Depuis le début de la campagne électorale le 17 novembre, des manifestants ont muré la quasi-totalité des 21 sous-préfectures du département de Tizi Ouzou, qu’ils soupçonnent d’abriter le matériel électoral (urnes, bulletins).

« Ils veulent organiser le vote en catimini mais nous ne les laisserons pas faire », glisse Mokrane, 29 ans.

Durant les trois semaines de campagne, qui s’est terminée dimanche, aucun des cinq candidats en lice ne s’est hasardé à Tizi Ouzou ou Béjaia, l’autre grande ville de Kabylie.

Dimanche, à quelques centaines de mètres de la sous-préfecture, où d’importants renforts de police équipés de casques et de boucliers étaient déployés, des dizaines de jeunes munis de briques et sacs de ciment se sont avancés, en file indienne, vers l’entrée du bâtiment.

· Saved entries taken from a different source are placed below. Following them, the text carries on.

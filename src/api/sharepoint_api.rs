//! SharePoint Online file download with user credentials (STS token, then
//! `FedAuth` cookie).

use quick_xml::Reader;
use quick_xml::escape::escape;
use quick_xml::events::Event;
use reqwest::cookie::{CookieStore, Jar};
use reqwest::header::{ACCEPT, CONTENT_TYPE};
use std::sync::Arc;
use std::time::Duration;
use tracing::{debug, info};
use url::Url;

use crate::config::Config;
use crate::error::ColgadosError;

const SIGN_IN_PATH: &str = "/_forms/default.aspx?wa=wsignin1.0";
const AUTH_COOKIE: &str = "FedAuth";

pub struct SharePointClient {
    http: reqwest::Client,
    cookies: Arc<Jar>,
    site_url: Url,
    sts_url: Url,
    username: String,
    password: String,
}

impl SharePointClient {
    pub fn new(cfg: &Config) -> Result<Self, ColgadosError> {
        let cookies = Arc::new(Jar::default());
        let http = reqwest::Client::builder()
            .user_agent(concat!("colgados-web/", env!("CARGO_PKG_VERSION")))
            .cookie_provider(cookies.clone())
            .timeout(Duration::from_secs(cfg.http_timeout_secs))
            .build()?;
        Ok(Self {
            http,
            cookies,
            site_url: cfg.sharepoint_site_url.clone(),
            sts_url: cfg.sharepoint_sts_url.clone(),
            username: cfg.sharepoint_user.clone(),
            password: cfg.sharepoint_pass.clone(),
        })
    }

    /// Sign in and download a file by its server-relative URL.
    pub async fn download(&self, server_relative_url: &str) -> Result<Vec<u8>, ColgadosError> {
        self.sign_in().await?;
        let url = file_value_url(&self.site_url, server_relative_url)?;
        let resp = self
            .http
            .get(url)
            .send()
            .await?
            .error_for_status()?;
        let body = resp.bytes().await?;
        info!(
            path = %server_relative_url,
            bytes = body.len(),
            "SharePoint file downloaded"
        );
        Ok(body.to_vec())
    }

    async fn sign_in(&self) -> Result<(), ColgadosError> {
        let sign_in_url = sign_in_url(&self.site_url)?;
        let envelope = security_token_envelope(
            &self.username,
            &self.password,
            self.sts_url.as_str(),
            sign_in_url.as_str(),
        );

        let sts_body = self
            .http
            .post(self.sts_url.clone())
            .header(CONTENT_TYPE, "application/soap+xml; charset=utf-8")
            .body(envelope)
            .send()
            .await?
            .error_for_status()?
            .text()
            .await?;
        let token = extract_security_token(&sts_body)?;
        debug!("SharePoint security token issued");

        self.http
            .post(sign_in_url)
            .header(CONTENT_TYPE, "application/x-www-form-urlencoded")
            .header(ACCEPT, "*/*")
            .body(token)
            .send()
            .await?
            .error_for_status()?;

        let has_auth_cookie = self
            .cookies
            .cookies(&self.site_url)
            .and_then(|v| v.to_str().map(|s| s.contains(AUTH_COOKIE)).ok())
            .unwrap_or(false);
        if !has_auth_cookie {
            return Err(ColgadosError::SharePointAuth(
                "sign-in did not set the FedAuth cookie".to_string(),
            ));
        }
        Ok(())
    }
}

fn sign_in_url(site_url: &Url) -> Result<Url, ColgadosError> {
    let origin = site_url.origin().ascii_serialization();
    Ok(Url::parse(&format!("{origin}{SIGN_IN_PATH}"))?)
}

/// `<site>/_api/web/GetFileByServerRelativeUrl('<path>')/$value`
fn file_value_url(site_url: &Url, server_relative_url: &str) -> Result<Url, ColgadosError> {
    let mut url = site_url.clone();
    let base = site_url.path().trim_end_matches('/');
    let escaped = server_relative_url.replace('\'', "''");
    url.set_path(&format!(
        "{base}/_api/web/GetFileByServerRelativeUrl('{escaped}')/$value"
    ));
    url.set_query(None);
    Ok(url)
}

fn security_token_envelope(username: &str, password: &str, sts: &str, applies_to: &str) -> String {
    format!(
        r#"<s:Envelope xmlns:s="http://www.w3.org/2003/05/soap-envelope" xmlns:a="http://www.w3.org/2005/08/addressing" xmlns:u="http://docs.oasis-open.org/wss/2004/01/oasis-200401-wss-wssecurity-utility-1.0.xsd">
  <s:Header>
    <a:Action s:mustUnderstand="1">http://schemas.xmlsoap.org/ws/2005/02/trust/RST/Issue</a:Action>
    <a:ReplyTo><a:Address>http://www.w3.org/2005/08/addressing/anonymous</a:Address></a:ReplyTo>
    <a:To s:mustUnderstand="1">{sts}</a:To>
    <o:Security s:mustUnderstand="1" xmlns:o="http://docs.oasis-open.org/wss/2004/01/oasis-200401-wss-wssecurity-secext-1.0.xsd">
      <o:UsernameToken>
        <o:Username>{username}</o:Username>
        <o:Password>{password}</o:Password>
      </o:UsernameToken>
    </o:Security>
  </s:Header>
  <s:Body>
    <t:RequestSecurityToken xmlns:t="http://schemas.xmlsoap.org/ws/2005/02/trust">
      <wsp:AppliesTo xmlns:wsp="http://schemas.xmlsoap.org/ws/2004/09/policy">
        <a:EndpointReference><a:Address>{applies_to}</a:Address></a:EndpointReference>
      </wsp:AppliesTo>
      <t:KeyType>http://schemas.xmlsoap.org/ws/2005/05/identity/NoProofKey</t:KeyType>
      <t:RequestType>http://schemas.xmlsoap.org/ws/2005/02/trust/Issue</t:RequestType>
      <t:TokenType>urn:oasis:names:tc:SAML:1.0:assertion</t:TokenType>
    </t:RequestSecurityToken>
  </s:Body>
</s:Envelope>"#,
        sts = escape(sts),
        username = escape(username),
        password = escape(password),
        applies_to = escape(applies_to),
    )
}

/// Text gathered from an STS reply, keyed by the element it appeared in.
#[derive(Default)]
struct StsReply {
    token: Option<String>,
    fault_detail: Option<String>,
    fault_reason: Option<String>,
}

impl StsReply {
    fn push(&mut self, path: &[Vec<u8>], text: &str) {
        let Some(current) = path.last() else { return };
        let parent = path.len().checked_sub(2).map(|i| path[i].as_slice());
        let slot = match (current.as_slice(), parent) {
            (b"BinarySecurityToken", _) => &mut self.token,
            (b"text", _) => &mut self.fault_detail,
            (b"Text", Some(b"Reason")) => &mut self.fault_reason,
            _ => return,
        };
        slot.get_or_insert_with(String::new).push_str(text);
    }
}

/// Pull the `BinarySecurityToken` out of an STS response, or the fault text.
fn extract_security_token(body: &str) -> Result<String, ColgadosError> {
    let mut reader = Reader::from_str(body);
    reader.config_mut().trim_text(true);
    let mut path: Vec<Vec<u8>> = Vec::new();
    let mut reply = StsReply::default();

    loop {
        match reader.read_event() {
            Ok(Event::Start(e)) => path.push(e.local_name().as_ref().to_vec()),
            Ok(Event::End(_)) => {
                path.pop();
            }
            Ok(Event::Text(e)) => {
                let text = e.unescape().map_err(|e| {
                    ColgadosError::SharePointAuth(format!("malformed STS response: {e}"))
                })?;
                reply.push(&path, &text);
            }
            Ok(Event::CData(e)) => {
                let text = String::from_utf8_lossy(&e.into_inner()).into_owned();
                reply.push(&path, &text);
            }
            Ok(Event::Eof) => break,
            Ok(_) => {}
            Err(e) => {
                return Err(ColgadosError::SharePointAuth(format!(
                    "malformed STS response: {e}"
                )));
            }
        }
    }

    if let Some(token) = reply
        .token
        .map(|t| t.trim().to_string())
        .filter(|t| !t.is_empty())
    {
        return Ok(token);
    }
    let reason = reply
        .fault_detail
        .or(reply.fault_reason)
        .map(|s| s.trim().to_string())
        .unwrap_or_else(|| "security token missing from STS response".to_string());
    Err(ColgadosError::SharePointAuth(reason))
}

Sous l’effet d’une foule de plus en plus compacte, les policiers, qui avaient réussi à la contenir pendant trois heures, se sont finalement retirés sous des clameurs de joie.

« Algérie libre et démocratique », ont scandé les manifestants après avoir élevé un mur de briques entre les montants de la porte d’entrée. Au-dessus, un groupe avait peint l’inscription « Ulac L’vot Ulac » (Pas de vote).

Ils arboraient drapeaux algériens mais aussi amazigh (berbère). Cet emblème a été interdit par l’armée dans les manifestations du « Hirak », le mouvement massif de contestation du régime qui agite toute l’Algérie depuis le 22 février, et s’oppose à la tenue de la présidentielle.

– La brique comme bulletin –

Avec la campagne antivote, la brique est devenue l’objet fétiche des habitants de la région. Sur Facebook, nombreux sont ceux qui mettent en guise de photo de profil une brique avec l’inscription « bulletin de vote ».

« C’est notre façon d’exprimer notre rejet total du scrutin », explique Ouerdia, 55 ans, retraitée de l’Education.

« Nous sommes ici pour réaffirmer (ce) rejet (…), mais d’une manière pacifique », lance Massinissa Houfel devant une foule en délire. « Nous ne voulons plus revivre les tragédies du passé ».

Une allusion aux émeutes sanglantes du « Printemps noir » de 2001, quand la Kabylie, qui s’apprêtait à célébrer le 21e anniversaire du soulèvement pour la reconnaissance de l’identité berbère, se révoltait une nouvelle fois après la mort d’un lycéen dans une gendarmerie.

Ces émeutes avait fait 126 morts et des milliers de blessés.

Un quart de la population algérienne, soit quelque 10 millions de personnes, est berbérophone, concentrée majoritairement en Kabylie (nord), et les revendications liées à l’identité amazighe ont été longtemps niées voire réprimées par l’Etat, construit autour de l’arabité.

Le jeune juriste de 29 ans se dit « choqué » de la présence dans la course à la présidence de candidats comme Ali Benflis –Premier ministre lors de la répression en 2001– et de l’autre ancien chef du gouvernement Abdelmadjid Tebboune, qui ont travaille sous l’autorité directe du président déchu Abdelaziz Bouteflika, contraint à la démission en avril.

« Il n’y aura pas de vote. Le pouvoir doit d’abord libérer les prisonniers d’opinion », jure M. Houfel, en référence à la centaine de manifestants, militants et journalistes arrêtés, placées en détention provisoire ou condamnées, selon les organisations de défense des droits humains.